# Work order:
Search the records for the string "Wraps", then copy each line where it appears.

(Data records)
= Beginning of Section =
//! Response envelope shared by every authority endpoint.

use crate::error::{ProtocolError, ProtocolResult};
use serde::de::DeserializeOwned;
use serde::{Deserialize, Serialize};
use std::fmt;

/// One error entry of a response envelope.
#[derive(Debug, Clone, PartialEq, Eq, Serialize, Deserialize)]
#[serde(rename_all = "camelCase")]
pub struct ServiceError {
    /// Authority error code, e.g. `KER-SNC-149`.
    pub error_code: String,
    /// Human readable message.
    pub message: String,
}

impl ServiceError {
    /// Creates a service error.
    pub fn new(error_code: impl Into<String>, message: impl Into<String>) -> Self {
        Self {
            error_code: error_code.into(),
            message: message.into(),
        }
    }
}

impl fmt::Display for ServiceError {
    fn fmt(&self, f: &mut fmt::Formatter<'_>) -> fmt::Result {
        write!(f, "{}: {}", self.error_code, self.message)
    }
}

/// `{ "response": T?, "errors": [...] }`
#[derive(Debug, Clone, PartialEq, Serialize, Deserialize)]
#[serde(rename_all = "camelCase")]
pub struct ResponseEnvelope<T> {
    /// Endpoint id echoed by the authority.
    #[serde(default, skip_serializing_if = "Option::is_none")]
    pub id: Option<String>,
    /// API version.
    #[serde(default, skip_serializing_if = "Option::is_none")]
    pub version: Option<String>,
    /// Server time of the response.
    #[serde(default, skip_serializing_if = "Option::is_none")]
    pub responsetime: Option<String>,
    /// The payload, absent on error.
    pub response: Option<T>,
    /// Errors; `null` and missing both mean none.
    #[serde(default, deserialize_with = "null_as_empty")]
    pub errors: Vec<ServiceError>,
}

impl<T> ResponseEnvelope<T> {
    /// Wraps a successful response.
    pub fn ok(response: T) -> Self {
        Self {
            id: None,
            version: None,
            responsetime: None,
            response: Some(response),
            errors: Vec::new(),
        }
    }

    /// Wraps a list of errors.
    pub fn failed(errors: Vec<ServiceError>) -> Self {
        Self {
            id: None,
            version: None,
            responsetime: None,
            response: None,
            errors,
        }
    }

    /// Returns the response, or the listed errors if there are any.
    ///
    /// # Errors
    ///
    /// Returns [`ProtocolError::Service`] when the envelope lists errors,
    /// even if a response is also present.
    pub fn into_response(self) -> ProtocolResult<Option<T>> {
        if self.errors.is_empty() {
            Ok(self.response)
        } else {
            Err(ProtocolError::Service {
                errors: self.errors,
            })
        }
    }
}

impl<T: DeserializeOwned> ResponseEnvelope<T> {
    /// Parses an envelope from a response body.
    pub fn from_slice(body: &[u8]) -> ProtocolResult<Self> {
        serde_json::from_slice(body).map_err(|e| ProtocolError::json("response envelope", e))
    }
}

fn null_as_empty<'de, D>(deserializer: D) -> Result<Vec<ServiceError>, D::Error>
where
    D: serde::Deserializer<'de>,
{
    Ok(Option::<Vec<ServiceError>>::deserialize(deserializer)?.unwrap_or_default())
}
= End of Section =
# Result of this exercise:
    /// Wraps a successful response.
    /// Wraps a list of errors.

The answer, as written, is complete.